### DIRECTIONS
Set down a word-for-word copy of the data below, limited to the lines from the first through the line with "use crate::error::Result;".

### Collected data
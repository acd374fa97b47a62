//! Configuration for the vaultprep brief compiler
//!
//! Settings are layered: built-in defaults, then an optional `vaultprep.toml`
//! in the working directory, then `VAULTPREP_*` environment variables. CLI
//! flags override all of these at the call site.

use crate::error::Result;
use config::{Config, Environment, File};
use serde::Deserialize;
use std::path::Path;

/// Words dropped from queries before per-word anchor search
///
/// Kept as an explicit constant so the engine can be exercised against the
/// exact vocabulary it filters.
pub const STOPWORDS: &[&str] = &["a", "an", "the", "with", "for", "on", "in", "at", "to", "of"];

/// Default cap on the candidate set returned by the relevance engine
pub const DEFAULT_MAX_CANDIDATES: usize = 100;

/// Default graph traversal depth in hops
pub const DEFAULT_TRAVERSAL_DEPTH: usize = 2;

/// Runtime settings for the brief compiler
#[derive(Debug, Clone, Deserialize)]
pub struct PrepConfig {
    /// Maximum number of candidate notes per query
    pub max_candidates: usize,

    /// Graph traversal depth in hops
    pub traversal_depth: usize,

    /// Completion model identifier
    pub model: String,

    /// Max tokens for completion responses
    pub max_tokens: usize,

    /// Sampling temperature for completions
    pub temperature: f32,
}

impl Default for PrepConfig {
    fn default() -> Self {
        Self {
            max_candidates: DEFAULT_MAX_CANDIDATES,
            traversal_depth: DEFAULT_TRAVERSAL_DEPTH,
            model: "claude-3-5-haiku-20241022".to_string(),
            max_tokens: 1024,
            temperature: 0.7,
        }
    }
}

impl PrepConfig {
    /// Load settings from defaults, an optional config file, and environment
    ///
    /// `file` overrides the default `vaultprep.toml` lookup; in either case a
    /// missing file is not an error.
    pub fn load(file: Option<&Path>) -> Result<Self> {
        let defaults = PrepConfig::default();

        let mut builder = Config::builder()
            .set_default("max_candidates", defaults.max_candidates as i64)?
            .set_default("traversal_depth", defaults.traversal_depth as i64)?
            .set_default("model", defaults.model.clone())?
            .set_default("max_tokens", defaults.max_tokens as i64)?
            .set_default("temperature", defaults.temperature as f64)?;

        builder = match file {
            Some(path) => builder.add_source(File::from(path).required(false)),
            None => builder.add_source(File::with_name("vaultprep").required(false)),
        };

        let settings = builder
            .add_source(Environment::with_prefix("VAULTPREP"))
            .build()?
            .try_deserialize()?;

        Ok(settings)
    }
}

### YOUR RESPONSE
repository acd374fa97b47a62
//! Configuration for the vaultprep brief compiler
//!
//! Settings are layered: built-in defaults, then an optional `vaultprep.toml`
//! in the working directory, then `VAULTPREP_*` environment variables. CLI
//! flags override all of these at the call site.

use crate::error::Result;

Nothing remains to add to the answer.